RECORDS FOR THIS EXERCISE |
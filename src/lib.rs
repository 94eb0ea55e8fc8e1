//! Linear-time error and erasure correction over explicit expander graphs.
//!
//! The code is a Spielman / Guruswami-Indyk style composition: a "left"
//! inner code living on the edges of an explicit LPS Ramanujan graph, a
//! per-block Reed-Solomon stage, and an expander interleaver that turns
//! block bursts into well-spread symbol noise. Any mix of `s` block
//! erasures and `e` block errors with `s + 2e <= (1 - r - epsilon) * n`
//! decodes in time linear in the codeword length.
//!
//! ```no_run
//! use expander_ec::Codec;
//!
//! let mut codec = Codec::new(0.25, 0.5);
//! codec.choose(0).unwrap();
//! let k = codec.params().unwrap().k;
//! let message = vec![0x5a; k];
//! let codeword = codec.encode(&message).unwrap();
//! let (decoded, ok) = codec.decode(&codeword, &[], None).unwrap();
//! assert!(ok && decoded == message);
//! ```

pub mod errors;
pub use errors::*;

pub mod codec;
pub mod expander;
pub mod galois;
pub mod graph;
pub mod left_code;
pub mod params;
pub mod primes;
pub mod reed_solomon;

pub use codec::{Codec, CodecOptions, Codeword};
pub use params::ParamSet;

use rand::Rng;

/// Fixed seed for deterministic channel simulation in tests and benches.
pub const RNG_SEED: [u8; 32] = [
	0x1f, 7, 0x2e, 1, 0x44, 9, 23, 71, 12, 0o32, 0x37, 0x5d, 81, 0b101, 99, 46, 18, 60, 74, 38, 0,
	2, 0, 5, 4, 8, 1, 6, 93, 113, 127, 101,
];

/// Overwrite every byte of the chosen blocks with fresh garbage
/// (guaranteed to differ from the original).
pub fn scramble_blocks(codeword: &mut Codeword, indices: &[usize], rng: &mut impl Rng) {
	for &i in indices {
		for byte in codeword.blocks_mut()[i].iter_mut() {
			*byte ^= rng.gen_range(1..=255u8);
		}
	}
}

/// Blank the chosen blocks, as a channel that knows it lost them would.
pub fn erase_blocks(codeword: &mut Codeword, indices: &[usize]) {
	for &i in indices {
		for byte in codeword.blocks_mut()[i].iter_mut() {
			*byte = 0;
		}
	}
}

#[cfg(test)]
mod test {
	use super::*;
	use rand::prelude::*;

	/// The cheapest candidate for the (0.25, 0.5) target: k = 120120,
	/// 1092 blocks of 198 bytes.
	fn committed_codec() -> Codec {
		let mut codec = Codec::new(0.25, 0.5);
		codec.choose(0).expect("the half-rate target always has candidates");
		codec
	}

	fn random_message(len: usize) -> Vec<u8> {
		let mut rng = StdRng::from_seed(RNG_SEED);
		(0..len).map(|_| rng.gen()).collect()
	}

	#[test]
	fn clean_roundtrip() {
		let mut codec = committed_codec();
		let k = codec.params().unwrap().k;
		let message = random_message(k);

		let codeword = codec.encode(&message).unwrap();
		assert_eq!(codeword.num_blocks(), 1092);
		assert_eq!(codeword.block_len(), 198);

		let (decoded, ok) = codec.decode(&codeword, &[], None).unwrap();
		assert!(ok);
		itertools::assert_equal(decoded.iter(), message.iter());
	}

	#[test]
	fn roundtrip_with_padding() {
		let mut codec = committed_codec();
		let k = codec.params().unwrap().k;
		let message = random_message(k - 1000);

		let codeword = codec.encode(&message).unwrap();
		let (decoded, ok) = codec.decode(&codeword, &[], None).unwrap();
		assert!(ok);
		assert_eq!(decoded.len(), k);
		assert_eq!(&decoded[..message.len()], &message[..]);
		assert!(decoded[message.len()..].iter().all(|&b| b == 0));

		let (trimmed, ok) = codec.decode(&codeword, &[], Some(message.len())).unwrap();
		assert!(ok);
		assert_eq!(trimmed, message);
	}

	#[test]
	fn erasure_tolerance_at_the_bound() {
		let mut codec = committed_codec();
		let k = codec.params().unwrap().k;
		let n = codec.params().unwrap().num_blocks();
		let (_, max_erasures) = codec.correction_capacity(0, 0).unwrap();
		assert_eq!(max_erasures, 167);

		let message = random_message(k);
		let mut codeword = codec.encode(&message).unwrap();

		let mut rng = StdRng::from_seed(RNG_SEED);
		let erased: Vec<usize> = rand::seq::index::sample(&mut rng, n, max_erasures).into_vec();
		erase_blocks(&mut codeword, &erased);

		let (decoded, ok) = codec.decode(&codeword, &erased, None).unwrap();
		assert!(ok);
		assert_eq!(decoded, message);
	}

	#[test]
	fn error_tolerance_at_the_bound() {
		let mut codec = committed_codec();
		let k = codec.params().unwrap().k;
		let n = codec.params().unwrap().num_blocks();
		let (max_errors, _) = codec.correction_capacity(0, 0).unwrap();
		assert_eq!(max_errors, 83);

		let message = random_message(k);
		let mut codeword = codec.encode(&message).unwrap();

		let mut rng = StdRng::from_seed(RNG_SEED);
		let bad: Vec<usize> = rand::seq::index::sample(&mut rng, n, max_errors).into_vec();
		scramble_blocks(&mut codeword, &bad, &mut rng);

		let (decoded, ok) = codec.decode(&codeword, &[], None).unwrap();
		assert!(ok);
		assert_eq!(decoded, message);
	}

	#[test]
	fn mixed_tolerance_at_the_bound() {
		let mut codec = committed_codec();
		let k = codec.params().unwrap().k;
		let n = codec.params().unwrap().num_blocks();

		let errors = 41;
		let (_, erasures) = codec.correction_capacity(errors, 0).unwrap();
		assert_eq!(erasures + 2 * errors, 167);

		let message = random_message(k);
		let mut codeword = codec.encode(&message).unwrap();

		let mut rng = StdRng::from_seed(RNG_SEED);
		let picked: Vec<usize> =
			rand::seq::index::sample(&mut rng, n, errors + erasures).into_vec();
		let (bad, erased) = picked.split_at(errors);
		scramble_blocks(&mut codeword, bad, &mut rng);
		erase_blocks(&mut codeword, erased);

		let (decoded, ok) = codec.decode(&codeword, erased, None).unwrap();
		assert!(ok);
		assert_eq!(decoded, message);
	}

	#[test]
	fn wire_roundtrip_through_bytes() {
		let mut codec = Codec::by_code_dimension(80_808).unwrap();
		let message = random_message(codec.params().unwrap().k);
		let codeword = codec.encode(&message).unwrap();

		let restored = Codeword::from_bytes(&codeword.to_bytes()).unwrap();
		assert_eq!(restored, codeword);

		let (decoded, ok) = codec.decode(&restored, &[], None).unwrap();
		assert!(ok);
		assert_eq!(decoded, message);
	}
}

TASK REQUIREMENTS | Word for word, copy the listing above in its entirety.

TASK RESULT |
filename src/lib.rs
repository 94eb0ea55e8fc8e1
//! Linear-time error and erasure correction over explicit expander graphs.
//!
//! The code is a Spielman / Guruswami-Indyk style composition: a "left"
//! inner code living on the edges of an explicit LPS Ramanujan graph, a
//! per-block Reed-Solomon stage, and an expander interleaver that turns
//! block bursts into well-spread symbol noise. Any mix of `s` block
//! erasures and `e` block errors with `s + 2e <= (1 - r - epsilon) * n`
//! decodes in time linear in the codeword length.
//!
//! ```no_run
//! use expander_ec::Codec;
//!
//! let mut codec = Codec::new(0.25, 0.5);
//! codec.choose(0).unwrap();
//! let k = codec.params().unwrap().k;
//! let message = vec![0x5a; k];
//! let codeword = codec.encode(&message).unwrap();
//! let (decoded, ok) = codec.decode(&codeword, &[], None).unwrap();
//! assert!(ok && decoded == message);
//! ```

pub mod errors;
pub use errors::*;

pub mod codec;
pub mod expander;
pub mod galois;
pub mod graph;
pub mod left_code;
pub mod params;
pub mod primes;
pub mod reed_solomon;

pub use codec::{Codec, CodecOptions, Codeword};
pub use params::ParamSet;

use rand::Rng;

/// Fixed seed for deterministic channel simulation in tests and benches.
pub const RNG_SEED: [u8; 32] = [
	0x1f, 7, 0x2e, 1, 0x44, 9, 23, 71, 12, 0o32, 0x37, 0x5d, 81, 0b101, 99, 46, 18, 60, 74, 38, 0,
	2, 0, 5, 4, 8, 1, 6, 93, 113, 127, 101,
];

/// Overwrite every byte of the chosen blocks with fresh garbage
/// (guaranteed to differ from the original).
pub fn scramble_blocks(codeword: &mut Codeword, indices: &[usize], rng: &mut impl Rng) {
	for &i in indices {
		for byte in codeword.blocks_mut()[i].iter_mut() {
			*byte ^= rng.gen_range(1..=255u8);
		}
	}
}

/// Blank the chosen blocks, as a channel that knows it lost them would.
pub fn erase_blocks(codeword: &mut Codeword, indices: &[usize]) {
	for &i in indices {
		for byte in codeword.blocks_mut()[i].iter_mut() {
			*byte = 0;
		}
	}
}

#[cfg(test)]
mod test {
	use super::*;
	use rand::prelude::*;

	/// The cheapest candidate for the (0.25, 0.5) target: k = 120120,
	/// 1092 blocks of 198 bytes.
	fn committed_codec() -> Codec {
		let mut codec = Codec::new(0.25, 0.5);
		codec.choose(0).expect("the half-rate target always has candidates");
		codec
	}

	fn random_message(len: usize) -> Vec<u8> {
		let mut rng = StdRng::from_seed(RNG_SEED);
		(0..len).map(|_| rng.gen()).collect()
	}

	#[test]
	fn clean_roundtrip() {
		let mut codec = committed_codec();
		let k = codec.params().unwrap().k;
		let message = random_message(k);

		let codeword = codec.encode(&message).unwrap();
		assert_eq!(codeword.num_blocks(), 1092);
		assert_eq!(codeword.block_len(), 198);

		let (decoded, ok) = codec.decode(&codeword, &[], None).unwrap();
		assert!(ok);
		itertools::assert_equal(decoded.iter(), message.iter());
	}

	#[test]
	fn roundtrip_with_padding() {
		let mut codec = committed_codec();
		let k = codec.params().unwrap().k;
		let message = random_message(k - 1000);

		let codeword = codec.encode(&message).unwrap();
		let (decoded, ok) = codec.decode(&codeword, &[], None).unwrap();
		assert!(ok);
		assert_eq!(decoded.len(), k);
		assert_eq!(&decoded[..message.len()], &message[..]);
		assert!(decoded[message.len()..].iter().all(|&b| b == 0));

		let (trimmed, ok) = codec.decode(&codeword, &[], Some(message.len())).unwrap();
		assert!(ok);
		assert_eq!(trimmed, message);
	}

	#[test]
	fn erasure_tolerance_at_the_bound() {
		let mut codec = committed_codec();
		let k = codec.params().unwrap().k;
		let n = codec.params().unwrap().num_blocks();
		let (_, max_erasures) = codec.correction_capacity(0, 0).unwrap();
		assert_eq!(max_erasures, 167);

		let message = random_message(k);
		let mut codeword = codec.encode(&message).unwrap();

		let mut rng = StdRng::from_seed(RNG_SEED);
		let erased: Vec<usize> = rand::seq::index::sample(&mut rng, n, max_erasures).into_vec();
		erase_blocks(&mut codeword, &erased);

		let (decoded, ok) = codec.decode(&codeword, &erased, None).unwrap();
		assert!(ok);
		assert_eq!(decoded, message);
	}

	#[test]
	fn error_tolerance_at_the_bound() {
		let mut codec = committed_codec();
		let k = codec.params().unwrap().k;
		let n = codec.params().unwrap().num_blocks();
		let (max_errors, _) = codec.correction_capacity(0, 0).unwrap();
		assert_eq!(max_errors, 83);

		let message = random_message(k);
		let mut codeword = codec.encode(&message).unwrap();

		let mut rng = StdRng::from_seed(RNG_SEED);
		let bad: Vec<usize> = rand::seq::index::sample(&mut rng, n, max_errors).into_vec();
		scramble_blocks(&mut codeword, &bad, &mut rng);

		let (decoded, ok) = codec.decode(&codeword, &[], None).unwrap();
		assert!(ok);
		assert_eq!(decoded, message);
	}

	#[test]
	fn mixed_tolerance_at_the_bound() {
		let mut codec = committed_codec();
		let k = codec.params().unwrap().k;
		let n = codec.params().unwrap().num_blocks();

		let errors = 41;
		let (_, erasures) = codec.correction_capacity(errors, 0).unwrap();
		assert_eq!(erasures + 2 * errors, 167);

		let message = random_message(k);
		let mut codeword = codec.encode(&message).unwrap();

		let mut rng = StdRng::from_seed(RNG_SEED);
		let picked: Vec<usize> =
			rand::seq::index::sample(&mut rng, n, errors + erasures).into_vec();
		let (bad, erased) = picked.split_at(errors);
		scramble_blocks(&mut codeword, bad, &mut rng);
		erase_blocks(&mut codeword, erased);

		let (decoded, ok) = codec.decode(&codeword, erased, None).unwrap();
		assert!(ok);
		assert_eq!(decoded, message);
	}

	#[test]
	fn wire_roundtrip_through_bytes() {
		let mut codec = Codec::by_code_dimension(80_808).unwrap();
		let message = random_message(codec.params().unwrap().k);
		let codeword = codec.encode(&message).unwrap();

		let restored = Codeword::from_bytes(&codeword.to_bytes()).unwrap();
		assert_eq!(restored, codeword);

		let (decoded, ok) = codec.decode(&restored, &[], None).unwrap();
		assert!(ok);
		assert_eq!(decoded, message);
	}
}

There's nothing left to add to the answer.